But now women will prophesy and experience visions alongside of men; and just as all men are included in Joel’s prophecy, so are all women. Philip’s four daughters prophesy (Acts 21:9), and women in Corinth prophesy (1 Corinthians 11:4-5). In this we see, in principle, how the Spirit’s presence is a planted seed within oppressive human culture. God intends to liberate women from past oppression, exploitation, and limitation. Unfortunately, and to our shame, the church has participated in this evil. Did you know that many among churches of Christ used 1 Timothy 2:12 to oppose women’s suffrage, the right to vote? Did you know that many among churches of Christ used silence as a way of denying women any kind of public voice whether in the church or in society (including opposing their entrance into legal and medical careers)? Did you know that many among churches of Christ used some texts to silence women from praying even in the presence of their husbands? When God poured out the Spirit on women, it spelled the end of their marginalization even though women only gained the right to vote in his country a hundred years ago. It should surprise us—but perhaps not—that it took over 1900 years for Christian people to recognize how their view of women limited their opportunities and careers as well as their voice in the church. How could we have been so blind? Are we not yet still blind?
When Peter said, “This is that,” he also said “something is different now.” Women are free! They are no longer powerless outsiders.
Peter says, “This is that!” All races, slaves, and women will prophesy. Surprise! Prophesying is not a minor gift.
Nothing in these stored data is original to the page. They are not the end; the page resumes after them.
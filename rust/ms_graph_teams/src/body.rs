/* This Source Code Form is subject to the terms of the Mozilla Public
 * License, v. 2.0. If a copy of the MPL was not distributed with this
 * file, You can obtain one at http://mozilla.org/MPL/2.0/. */

use serde_json::{Map, Value};

/// Builds a JSON object from an ordered list of (key, value) pairs, dropping
/// the pairs that have no value.
///
/// Filtering is shallow: a retained value is inserted as-is, so `null`
/// entries inside nested objects or arrays are preserved. The service
/// tolerates those, and stripping them would change the request on the wire.
pub(crate) fn compact<'k, I>(pairs: I) -> Map<String, Value>
where
    I: IntoIterator<Item = (&'k str, Option<Value>)>,
{
    let mut object = Map::new();

    for (key, value) in pairs {
        if let Some(value) = value {
            object.insert(key.to_string(), value);
        }
    }

    object
}

#[cfg(test)]
mod tests {
    use super::compact;
    use serde_json::{json, Value};

    #[test]
    fn unset_pairs_are_dropped() {
        let object = compact([
            ("topic", Some(Value::from("standup"))),
            ("chatType", None),
        ]);

        assert_eq!(object.len(), 1);
        assert_eq!(object.get("topic"), Some(&Value::from("standup")));
        assert!(!object.contains_key("chatType"));
    }

    #[test]
    fn explicit_falsy_values_are_kept() {
        let object = compact([
            ("isHiddenForAllMembers", Some(Value::from(false))),
            ("chainId", Some(Value::from(0))),
            ("topic", Some(Value::from(""))),
        ]);

        assert_eq!(object.get("isHiddenForAllMembers"), Some(&Value::from(false)));
        assert_eq!(object.get("chainId"), Some(&Value::from(0)));
        assert_eq!(object.get("topic"), Some(&Value::from("")));
    }

    #[test]
    fn nested_nulls_are_left_untouched() {
        let body = json!({
            "content": "<img src=\"../hostedContents/1/$value\">",
            "contentType": null,
        });

        let object = compact([("body", Some(body))]);

        let nested = object.get("body").and_then(Value::as_object).unwrap();
        assert_eq!(nested.get("contentType"), Some(&Value::Null));
    }
}
/* This Source Code Form is subject to the terms of the Mozilla Public
 * License, v. 2.0. If a copy of the MPL was not distributed with this
 * file, You can obtain one at http://mozilla.org/MPL/2.0/. */

use serde_json::{Map, Value};

use crate::body::compact;

/// The fields accepted when creating or updating a resource-specific
/// permission grant on a chat.
#[derive(Clone, Debug, Default)]
pub struct PermissionGrantRequestBody {
    pub id: Option<String>,
    pub client_app_id: Option<String>,
    pub client_id: Option<String>,
    pub permission: Option<String>,
    pub permission_type: Option<String>,
    pub resource_app_id: Option<String>,
}

impl PermissionGrantRequestBody {
    pub(crate) fn into_object(self) -> Map<String, Value> {
        compact([
            ("id", self.id.map(Value::from)),
            ("clientAppId", self.client_app_id.map(Value::from)),
            ("clientId", self.client_id.map(Value::from)),
            ("permission", self.permission.map(Value::from)),
            ("permissionType", self.permission_type.map(Value::from)),
            ("resourceAppId", self.resource_app_id.map(Value::from)),
        ])
    }
}
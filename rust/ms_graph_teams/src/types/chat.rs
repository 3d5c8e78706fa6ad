/* This Source Code Form is subject to the terms of the Mozilla Public
 * License, v. 2.0. If a copy of the MPL was not distributed with this
 * file, You can obtain one at http://mozilla.org/MPL/2.0/. */

use serde::Deserialize;
use serde_json::{Map, Value};
use std::borrow::Cow;
use strum::{Display, EnumString};

use crate::error::Error;
use crate::types::entity::Entity;
use crate::types::prop;

/// The kind of a chat.
#[derive(Copy, Clone, Debug, Display, EnumString, PartialEq, Eq)]
#[strum(serialize_all = "camelCase")]
pub enum ChatType {
    OneOnOne,
    Group,
    Meeting,
    UnknownFutureValue,
}

/// A chat between one or more participants.
#[derive(Clone, Debug, Default, Deserialize, PartialEq, Eq)]
pub struct Chat<'a> {
    #[serde(flatten)]
    pub(crate) properties: Cow<'a, Map<String, Value>>,
}

impl<'a> Chat<'a> {
    /// Internal constructor.
    #[allow(dead_code)]
    pub(super) fn new(properties: &'a Map<String, Value>) -> Self {
        Chat {
            properties: Cow::Borrowed(properties),
        }
    }

    /// Accessor to inherited properties from `Entity`.
    pub fn entity(&'a self) -> Entity<'a> {
        Entity {
            properties: Cow::Borrowed(&*self.properties),
        }
    }

    /// Specifies the type of chat.
    pub fn chat_type(&self) -> Result<Option<ChatType>, Error> {
        match prop::string(&self.properties, "chatType")? {
            Some(raw) => raw
                .parse()
                .map(Some)
                .map_err(|_| Error::UnexpectedResponse(raw.to_string())),
            None => Ok(None),
        }
    }

    /// Date and time at which the chat was created. Read-only.
    pub fn created_date_time(&self) -> Result<Option<&str>, Error> {
        prop::string(&self.properties, "createdDateTime")
    }

    /// Date and time at which the chat was renamed or the list of members
    /// was last changed. Read-only.
    pub fn last_updated_date_time(&self) -> Result<Option<&str>, Error> {
        prop::string(&self.properties, "lastUpdatedDateTime")
    }

    /// Subject or topic for the chat. Only available for group chats.
    pub fn topic(&self) -> Result<Option<&str>, Error> {
        prop::string(&self.properties, "topic")
    }

    /// The URL for the chat in Microsoft Teams. Read-only.
    pub fn web_url(&self) -> Result<Option<&str>, Error> {
        prop::string(&self.properties, "webUrl")
    }

    /// The identifier of the tenant in which the chat was created.
    /// Read-only.
    pub fn tenant_id(&self) -> Result<Option<&str>, Error> {
        prop::string(&self.properties, "tenantId")
    }

    /// Indicates whether the chat is hidden for all its members. Read-only.
    pub fn is_hidden_for_all_members(&self) -> Result<Option<bool>, Error> {
        prop::boolean(&self.properties, "isHiddenForAllMembers")
    }

    /// Represents details about an online meeting. If the chat isn't
    /// associated with an online meeting, the property is empty. Read-only.
    pub fn online_meeting_info(&self) -> Result<Option<&Value>, Error> {
        prop::raw(&self.properties, "onlineMeetingInfo")
    }

    /// Represents caller-specific information about the chat, such as the
    /// last message read date and time.
    pub fn viewpoint(&self) -> Result<Option<&Value>, Error> {
        prop::raw(&self.properties, "viewpoint")
    }
}

#[cfg(test)]
mod tests {
    use super::{Chat, ChatType};
    use crate::error::Error;

    #[test]
    fn deserialize_chat() {
        let json = r#"{
    "@odata.context": "https://graph.microsoft.com/v1.0/$metadata#chats/$entity",
    "id": "19:561082c0f3f847a58069deb8eb300807@thread.v2",
    "topic": "Release planning",
    "createdDateTime": "2021-04-06T19:49:52.431Z",
    "lastUpdatedDateTime": "2021-04-06T19:54:04.306Z",
    "chatType": "group",
    "webUrl": "https://teams.microsoft.com/l/chat/19%3A561082c0f3f847a58069deb8eb300807%40thread.v2/0",
    "tenantId": "2432b57b-0abd-43db-aa7b-16eadd115d34",
    "onlineMeetingInfo": null,
    "viewpoint": null,
    "isHiddenForAllMembers": false
}"#;

        let chat: Chat<'_> = serde_json::from_str(json).unwrap();
        assert_eq!(
            chat.entity().id().unwrap(),
            "19:561082c0f3f847a58069deb8eb300807@thread.v2"
        );
        assert_eq!(chat.topic().unwrap(), Some("Release planning"));
        assert_eq!(chat.chat_type().unwrap(), Some(ChatType::Group));
        assert_eq!(chat.is_hidden_for_all_members().unwrap(), Some(false));
        assert_eq!(chat.online_meeting_info().unwrap(), None);
    }

    #[test]
    fn unknown_chat_type_is_surfaced() {
        let json = r#"{"id": "19:x", "chatType": "holographic"}"#;

        let chat: Chat<'_> = serde_json::from_str(json).unwrap();
        assert!(matches!(
            chat.chat_type(),
            Err(Error::UnexpectedResponse(_))
        ));
    }

    #[test]
    fn chat_type_serializes_camel_case() {
        assert_eq!(ChatType::OneOnOne.to_string(), "oneOnOne");
        assert_eq!(ChatType::Group.to_string(), "group");
        assert_eq!("meeting".parse::<ChatType>().unwrap(), ChatType::Meeting);
    }
}
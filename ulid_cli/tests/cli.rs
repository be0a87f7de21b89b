use std::process::{Command, Output};

fn ulid(args: &[&str]) -> Output {
    Command::new(env!("CARGO_BIN_EXE_ulid"))
        .args(args)
        .env_remove("ULID_LOG")
        .output()
        .expect("failed to run ulid")
}

#[test]
fn generates_a_new_ulid() {
    let output = ulid(&[]);
    assert!(output.status.success());

    let stdout = String::from_utf8(output.stdout).unwrap();
    let line = stdout.trim_end();
    assert_eq!(line.len(), 26);
    assert!(line.parse::<ulid_codec::Ulid>().is_ok(), "{}", line);
}

#[test]
fn prints_timestamp_of_argument() {
    let output = ulid(&["01ARZ3NDEKTSV4RRFFQ69G5FAV"]);
    assert!(output.status.success());
    assert_eq!(String::from_utf8(output.stdout).unwrap(), "2016-07-30T23:54:10.259Z\n");
}

#[test]
fn parse_failure_exits_non_zero() {
    let output = ulid(&["01ARZ3NDEKTSV4RRFFQ69G5FA!"]);
    assert_eq!(output.status.code(), Some(1));
    assert!(output.stdout.is_empty());

    let stderr = String::from_utf8(output.stderr).unwrap();
    assert!(stderr.contains("ulid: invalid character 0x21 at position 25"), "{}", stderr);
}
/*
 * This Source Code Form is subject to the terms of the Mozilla Public
 * License, v. 2.0. If a copy of the MPL was not distributed with this
 * file, You can obtain one at https://mozilla.org/MPL/2.0/.
 */

use thiserror::Error;

/// Reasons a text or binary ULID was rejected.
#[derive(Debug, Clone, Copy, PartialEq, Eq, Error)]
pub enum DecodeError {
    /// Text input was not 26 bytes, or binary input was not 16 bytes.
    #[error("ulid: invalid size: expected {expected} bytes, got {actual}")]
    InvalidSize { expected: usize, actual: usize },

    /// A byte outside `0123456789ABCDEFGHJKMNPQRSTVWXYZ`. `position` is the first offender.
    #[error("ulid: invalid character {byte:#04x} at position {position}")]
    InvalidCharacter { position: usize, byte: u8 },

    /// The first character is above `7`, so the value needs more than 128 bits.
    #[error("ulid: overflow")]
    Overflow,
}

#[cfg(test)]
mod tests {
    use super::*;

    #[test]
    fn test_display() {
        let err = DecodeError::InvalidSize {
            expected: 26,
            actual: 25,
        };
        assert_eq!(err.to_string(), "ulid: invalid size: expected 26 bytes, got 25");

        let err = DecodeError::InvalidCharacter {
            position: 25,
            byte: b'!',
        };
        assert_eq!(err.to_string(), "ulid: invalid character 0x21 at position 25");

        assert_eq!(DecodeError::Overflow.to_string(), "ulid: overflow");
    }
}
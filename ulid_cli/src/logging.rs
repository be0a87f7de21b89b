/*
 * This Source Code Form is subject to the terms of the Mozilla Public
 * License, v. 2.0. If a copy of the MPL was not distributed with this
 * file, You can obtain one at https://mozilla.org/MPL/2.0/.
 */

use anyhow::{Context, Result};
use tracing_subscriber::{fmt, layer::SubscriberExt, util::SubscriberInitExt, EnvFilter};

/// Logs go to stderr so that stdout only ever carries the ULID or timestamp.
pub fn init(filter: &str) -> Result<()> {
    let env_filter = EnvFilter::try_new(filter)
        .with_context(|| format!("invalid log filter {:?}", filter))?;

    tracing_subscriber::registry()
        .with(env_filter)
        .with(fmt::layer().with_writer(std::io::stderr).with_target(true))
        .try_init()
        .context("failed to install tracing subscriber")
}
use crate::foundation::core::{Point, Rect, Rgba};

/// One drawable unit emitted by a layer and consumed by the rasterizer.
///
/// Geometry lives in the unit square `[0,1]×[0,1]` with the origin at the
/// bottom-left; stroke widths and circle radii are fractions of the canvas
/// side. Primitives may extend past the unit square — clipping to the
/// viewport happens at rasterization.
#[derive(Clone, Debug)]
pub(crate) enum Primitive {
    /// Stroked open polyline.
    Polyline {
        /// Vertices in draw order.
        points: Vec<Point>,
        /// Straight-alpha stroke color.
        color: Rgba,
        /// Stroke width as a fraction of the canvas side.
        width: f64,
        /// Butt caps for ruled lines, round caps for freehand curves.
        round_caps: bool,
    },
    /// Filled circle.
    Circle {
        /// Center.
        center: Point,
        /// Radius as a fraction of the canvas side.
        radius: f64,
        /// Straight-alpha fill color.
        color: Rgba,
    },
    /// Filled axis-aligned rectangle.
    RectFill {
        /// Extent, `y0`/`y1` in bottom-up unit coordinates.
        rect: Rect,
        /// Straight-alpha fill color.
        color: Rgba,
    },
}

impl Primitive {
    pub(crate) fn segment(p0: Point, p1: Point, color: Rgba, width: f64) -> Self {
        Self::Polyline {
            points: vec![p0, p1],
            color,
            width,
            round_caps: false,
        }
    }
}
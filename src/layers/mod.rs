pub(crate) mod arcs;
pub(crate) mod blocks;
pub(crate) mod dots;
pub(crate) mod grid;
pub(crate) mod isolines;
pub(crate) mod lines;
pub(crate) mod primitive;

/// Stroke widths are typographic points on the 6-inch reference canvas
/// (432 pt per side); the rasterizer multiplies by the pixel side length.
pub(crate) const STROKE_UNIT: f64 = 1.0 / 432.0;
Lest some minimize the gift of prophecy or think it a subjective and private matter, let us remember that this gift is ranked above evangelists, teachers, and elders in Ephesians 4:11, and Paul explicitly says it is first apostles, second prophets, and third teachers in terms of the importance and significance of their gifts within the body of Christ (1 Corinthians 12:28). Prophets speak the word of God in ways that transcend evangelists, teachers, and elders. God gifts prophets with encouraging words, and God gifts all races, slaves, and women as prophets.
Over the centuries, the church has had to learn and tease out the meaning of Pentecost. We have had to learn that God includes all races and nations, though many Christians throughout history have oppressed and subjugated various nations and races. We have had to learn that God intends to free the slaves, though many Christians throughout history have owned slaves, traded in the buying and selling of slaves, and defended slavery as a moral good. We have had to learn that God intends to empower women to prophesy, though many Christians throughout history have silenced that gift in their assemblies so that women have had no voice and could share no word from God.
It is time, it seems to me, to fully affirm the dignity, gifts, and Spirit-filled lives of all nations and races. God has poured the Spirit upon all flesh. It is time to fully affirm the dignity, gifts, and Spirit-filled lives of all believers and free all slaves and liberate people from every form of slavery. God has poured the Spirit upon the enslaved as well as the free. It is time to fully affirm the dignity, gifts, and Spirit-filled lives of women in the church. God has poured the Spirit upon women as well as men.
Paul said it long ago, and we can’t say it much better. In the spirit of Joel 2 and in the spirit of Pentecost and in the light of God’s promise to Abraham (which is the gift of the Holy Spirit), Paul announced the meaning of Pentecost in a surprising and culture-shattering statement (Galatians 3:28-29),
There is no longer Jew or Greek, there is no longer slave or free, there is no longer male and female; for all of you are one in Jesus the Messiah. And if you belong to Messiah, then you are Abraham’s offspring, heirs according to the promise
Today is Pentecost, and today the Spirit fills the church, and the Spirit is still at work within the Church to illuminate our blinded and troubled hearts to free all people—all nations and races, slaves, and women—from their exclusion and oppression, even at the hands of church people.
May God have mercy!
This is one meditation from the published book by John Mark Hicks, Around the Bible in 80 Days: The Story of God from Creation to New Creation (Abilene: Leafwood Press, 2022).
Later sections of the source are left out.